GREENWICH, N.Y. (NEWS10) – A 13-year-old boy died after he and another boy were pulled from a snow bank in Washington County Tuesday evening.
The community is now grieving and trying to figure out how something as simple as building a snow fort turned into such a devastating tragedy.
At a press conference Wednesday morning, Greenwich Police Chief George Bell repeatedly commended the investigators he said dug through tons of packed snow to find 13-year-old Joshua J. Demarest, and 12-year-old Tyler J. Day.
“Day tells his dad and my officers in the emergency room last night that he heard, what he believed was, beeping sounds and the next thing you know it went black,” Chief Bell said.
Both boys live on Rock Road, where the incident occurred. Police say the boys were digging holes for forts in a snow bank in a parking lot where public works crews dump plowed snow.
Around 5 p.m., Chief Bell says Day’s sister reported him missing when he and Demarest never returned home from playing outside. Police say public works crews were out plowing snow around the same time.
Investigators searching for the children followed tracks from behind the house of the boys to a parking lot, where a State Police K-9 unit found a sled covered in snow.
The sled belonged to one of the boys. The sled was found close to where they children were trapped.
Police say over a dozen police, firefighters and other investigators dug with their hands and shovels to move hundreds of pounds of hard packed snow.
“I bet they moved seven tons of snow easily out of that pile by hand, shovels, snow rakes,” Chief Bell said.
At around 7:15 p.m., nearly four hours after, it’s believed the last DPW crew dumped snow on the bank, trapping the boys. Police say Demarest was found unresponsive, and emergency personnel immediately began to perform CPR.

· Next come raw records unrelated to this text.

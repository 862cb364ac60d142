//! Shared helpers for the materialization integration tests.

#![allow(dead_code)]

use std::sync::{Arc, Once};

use bytes::Bytes;
use parking_lot::Mutex;
use vesta_common::TableId;
use vesta_sql::executor::{Row, Value};
use vesta_sql::materialize::{ColumnDescriptor, CreateOptions, QueryShape, SetOpSink};
use vesta_sql::types::DataType;
use vesta_storage::{
    split_hash_column, ExtraFlag, HandlerError, HandlerResult, Representation, TableHandler,
    TableSpec, TempTableEngine,
};

static TRACING: Once = Once::new();

/// Installs a test subscriber once; `RUST_LOG` controls the output.
pub fn init_tracing() {
    TRACING.call_once(|| {
        let _ = tracing_subscriber::fmt()
            .with_env_filter(tracing_subscriber::EnvFilter::from_default_env())
            .with_test_writer()
            .try_init();
    });
}

/// Two nullable INT columns.
pub fn int_pair() -> Vec<ColumnDescriptor> {
    vec![
        ColumnDescriptor::new("a", DataType::Int),
        ColumnDescriptor::new("b", DataType::Int),
    ]
}

/// A row of two INT values.
pub fn pair(a: i32, b: i32) -> Row {
    Row::new(vec![Value::int(a), Value::int(b)])
}

/// Creates a sink over `engine` and provisions an `int_pair` table.
pub fn provisioned_sink(
    engine: Arc<dyn TempTableEngine>,
    shape: QueryShape,
    distinct: bool,
) -> SetOpSink {
    init_tracing();
    let mut sink = SetOpSink::new(engine);
    sink.prepare(shape);
    sink.create_result_table(
        &int_pair(),
        distinct,
        &CreateOptions::default(),
        "result",
        false,
        true,
    )
    .expect("provisioning failed");
    sink
}

/// How a [`ScriptedHandler`] answers writes.
#[derive(Debug, Clone, Copy, PartialEq, Eq)]
pub enum WriteScript {
    /// Store every row.
    Accept,
    /// Report the table as full on every write.
    AlwaysFull,
    /// Report corrupted data on every write.
    Corrupt,
}

/// Behavior of a [`ScriptedEngine`].
#[derive(Debug, Clone, Copy)]
pub struct Script {
    pub create_fails: bool,
    pub heap_writes: WriteScript,
    pub disk_writes: WriteScript,
    pub promote_fails: bool,
    pub delete_fails: bool,
}

impl Default for Script {
    fn default() -> Self {
        Self {
            create_fails: false,
            heap_writes: WriteScript::Accept,
            disk_writes: WriteScript::Accept,
            promote_fails: false,
            delete_fails: false,
        }
    }
}

/// Calls observed by a [`ScriptedEngine`].
#[derive(Debug, Default, Clone, Copy, PartialEq, Eq)]
pub struct Calls {
    pub creates: u32,
    pub promotions: u32,
}

/// Engine whose tables fail on demand.
#[derive(Debug, Default)]
pub struct ScriptedEngine {
    script: Script,
    calls: Mutex<Calls>,
}

impl ScriptedEngine {
    pub fn new(script: Script) -> Arc<Self> {
        Arc::new(Self {
            script,
            calls: Mutex::new(Calls::default()),
        })
    }

    pub fn calls(&self) -> Calls {
        *self.calls.lock()
    }
}

impl TempTableEngine for ScriptedEngine {
    fn create(&self, spec: &TableSpec) -> HandlerResult<Box<dyn TableHandler>> {
        let mut calls = self.calls.lock();
        calls.creates += 1;
        if self.script.create_fails {
            return Err(HandlerError::out_of_resources("scripted allocation failure"));
        }
        Ok(Box::new(ScriptedHandler::new(
            TableId::new(u64::from(calls.creates)),
            spec.clone(),
            Representation::InMemory,
            self.script.heap_writes,
            self.script.delete_fails,
        )))
    }

    fn promote(&self, from: &mut dyn TableHandler) -> HandlerResult<Box<dyn TableHandler>> {
        self.calls.lock().promotions += 1;
        if self.script.promote_fails {
            return Err(HandlerError::Io(std::io::Error::other("scripted promotion failure")));
        }

        let mut table = ScriptedHandler::new(
            from.id(),
            from.spec().clone(),
            Representation::OnDisk,
            WriteScript::Accept,
            self.script.delete_fails,
        );
        if from.ignores_duplicates() {
            table.extra(ExtraFlag::IgnoreDupKey);
        }
        table.records = from.scan()?;
        table.writes = self.script.disk_writes;
        Ok(Box::new(table))
    }
}

/// In-memory handler driven by a [`WriteScript`].
#[derive(Debug)]
pub struct ScriptedHandler {
    id: TableId,
    spec: TableSpec,
    representation: Representation,
    writes: WriteScript,
    delete_fails: bool,
    ignore_dup: bool,
    index_active: bool,
    records: Vec<Bytes>,
}

impl ScriptedHandler {
    fn new(
        id: TableId,
        spec: TableSpec,
        representation: Representation,
        writes: WriteScript,
        delete_fails: bool,
    ) -> Self {
        Self {
            id,
            spec,
            representation,
            writes,
            delete_fails,
            ignore_dup: false,
            index_active: false,
            records: Vec::new(),
        }
    }
}

impl TableHandler for ScriptedHandler {
    fn id(&self) -> TableId {
        self.id
    }

    fn spec(&self) -> &TableSpec {
        &self.spec
    }

    fn representation(&self) -> Representation {
        self.representation
    }

    fn write_row(&mut self, record: Bytes) -> HandlerResult<()> {
        match self.writes {
            WriteScript::Accept => {
                self.records.push(record);
                Ok(())
            }
            WriteScript::AlwaysFull => Err(HandlerError::TableFull {
                representation: self.representation,
                rows: self.row_count(),
                bytes: self.data_bytes(),
            }),
            WriteScript::Corrupt => Err(HandlerError::corrupted("scripted write failure")),
        }
    }

    fn index_init(&mut self) -> HandlerResult<()> {
        self.index_active = true;
        Ok(())
    }

    fn index_end(&mut self) {
        self.index_active = false;
    }

    fn index_active(&self) -> bool {
        self.index_active
    }

    fn index_read_hash(&mut self, hash: u64) -> HandlerResult<Vec<Bytes>> {
        if !self.index_active {
            return Err(HandlerError::IndexNotInitialized);
        }
        let mut matches = Vec::new();
        for record in &self.records {
            if split_hash_column(record)?.1 == hash {
                matches.push(record.clone());
            }
        }
        Ok(matches)
    }

    fn extra(&mut self, flag: ExtraFlag) {
        self.ignore_dup = flag == ExtraFlag::IgnoreDupKey;
    }

    fn ignores_duplicates(&self) -> bool {
        self.ignore_dup
    }

    fn delete_all_rows(&mut self) -> HandlerResult<()> {
        if self.delete_fails {
            return Err(HandlerError::Io(std::io::Error::other("scripted truncate failure")));
        }
        self.records.clear();
        Ok(())
    }

    fn scan(&mut self) -> HandlerResult<Vec<Bytes>> {
        Ok(self.records.clone())
    }

    fn row_count(&self) -> u64 {
        self.records.len() as u64
    }

    fn data_bytes(&self) -> u64 {
        self.records.iter().map(|r| r.len() as u64).sum()
    }
}
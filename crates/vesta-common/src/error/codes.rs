//! Stable error codes.

use std::fmt;

/// Error codes for categorizing errors.
///
/// These codes can be used for programmatic error handling and
/// are stable across versions.
#[derive(Debug, Clone, Copy, PartialEq, Eq, Hash)]
#[repr(u16)]
pub enum ErrorCode {
    // General errors (0x0000 - 0x00FF)
    /// Unknown or unspecified error.
    Unknown = 0x0000,
    /// Internal error (bug).
    Internal = 0x0001,
    /// Operation not supported.
    NotSupported = 0x0002,
    /// Invalid argument provided.
    InvalidArgument = 0x0003,
    /// Operation invoked in a state where it cannot apply.
    InvalidState = 0x0004,

    // I/O errors (0x0100 - 0x01FF)
    /// General I/O error.
    Io = 0x0100,
    /// Disk full.
    DiskFull = 0x0103,
    /// Data corruption detected.
    Corruption = 0x0104,

    // Storage errors (0x0200 - 0x02FF)
    /// Key already exists.
    KeyExists = 0x0204,
    /// Record too large.
    RecordTooLarge = 0x0206,
    /// Table reached the capacity of its representation.
    TableFull = 0x0207,
    /// Index used before it was initialized.
    IndexNotInitialized = 0x0208,
    /// Storage could not obtain the resources it needed.
    OutOfResources = 0x0209,

    // Query errors (0x0600 - 0x06FF)
    /// Type mismatch.
    TypeMismatch = 0x0603,
    /// Query execution failed.
    ExecutionFailed = 0x0605,
}

impl ErrorCode {
    /// Returns the numeric code.
    #[inline]
    #[must_use]
    pub const fn as_u16(self) -> u16 {
        self as u16
    }

    /// Returns the error category name.
    #[must_use]
    pub const fn category(&self) -> &'static str {
        match (*self as u16) >> 8 {
            0x00 => "General",
            0x01 => "I/O",
            0x02 => "Storage",
            0x06 => "Query",
            _ => "Unknown",
        }
    }
}

impl fmt::Display for ErrorCode {
    fn fmt(&self, f: &mut fmt::Formatter<'_>) -> fmt::Result {
        write!(f, "{self:?}")
    }
}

Investigators found Day a few minutes later. Both boys were rushed to Saratoga Hospital, where Demarest was pronounced dead a little after 10 p.m.
Day suffered from hypothermia, but is now home recovering.
“You can actually see the little pocket in that huge bank that he survived in and it is nothing short of a miracle,” police said.
Department of Public Works Superintendent Leo Flynn says there’s no way his workers could have seen the teens.
“The guys are devastated,” said Flynn. “I mean again, they’re all firemen. They all have kids in the school and grandkids and yeah, they’re struggling with it as to be expected.”
“A true accident,” Chief Bell said. “That’s all I can tell you. A tragedy all the way around. There was no way that anybody could have seen the kids burrowed in back there.”
On Wednesday, mourners came to lay flowers in memory of Demarest. Flowers were put there by Day’s father. He says his son is physically okay, but not doing well with this horrific tragedy that killed his friend.
Superintendent of Greenwich Schools Mark Fish says he was an active boy who loved the outdoors and soccer.
“I found out he was in the French Club as well, I wouldn’t have known that but you know, pretty well rounded. Good student. Well-liked by his peers,” Fish said.
The school of course has counselors on hand to help students and staff and the superintendent says they will be there as long as they are needed.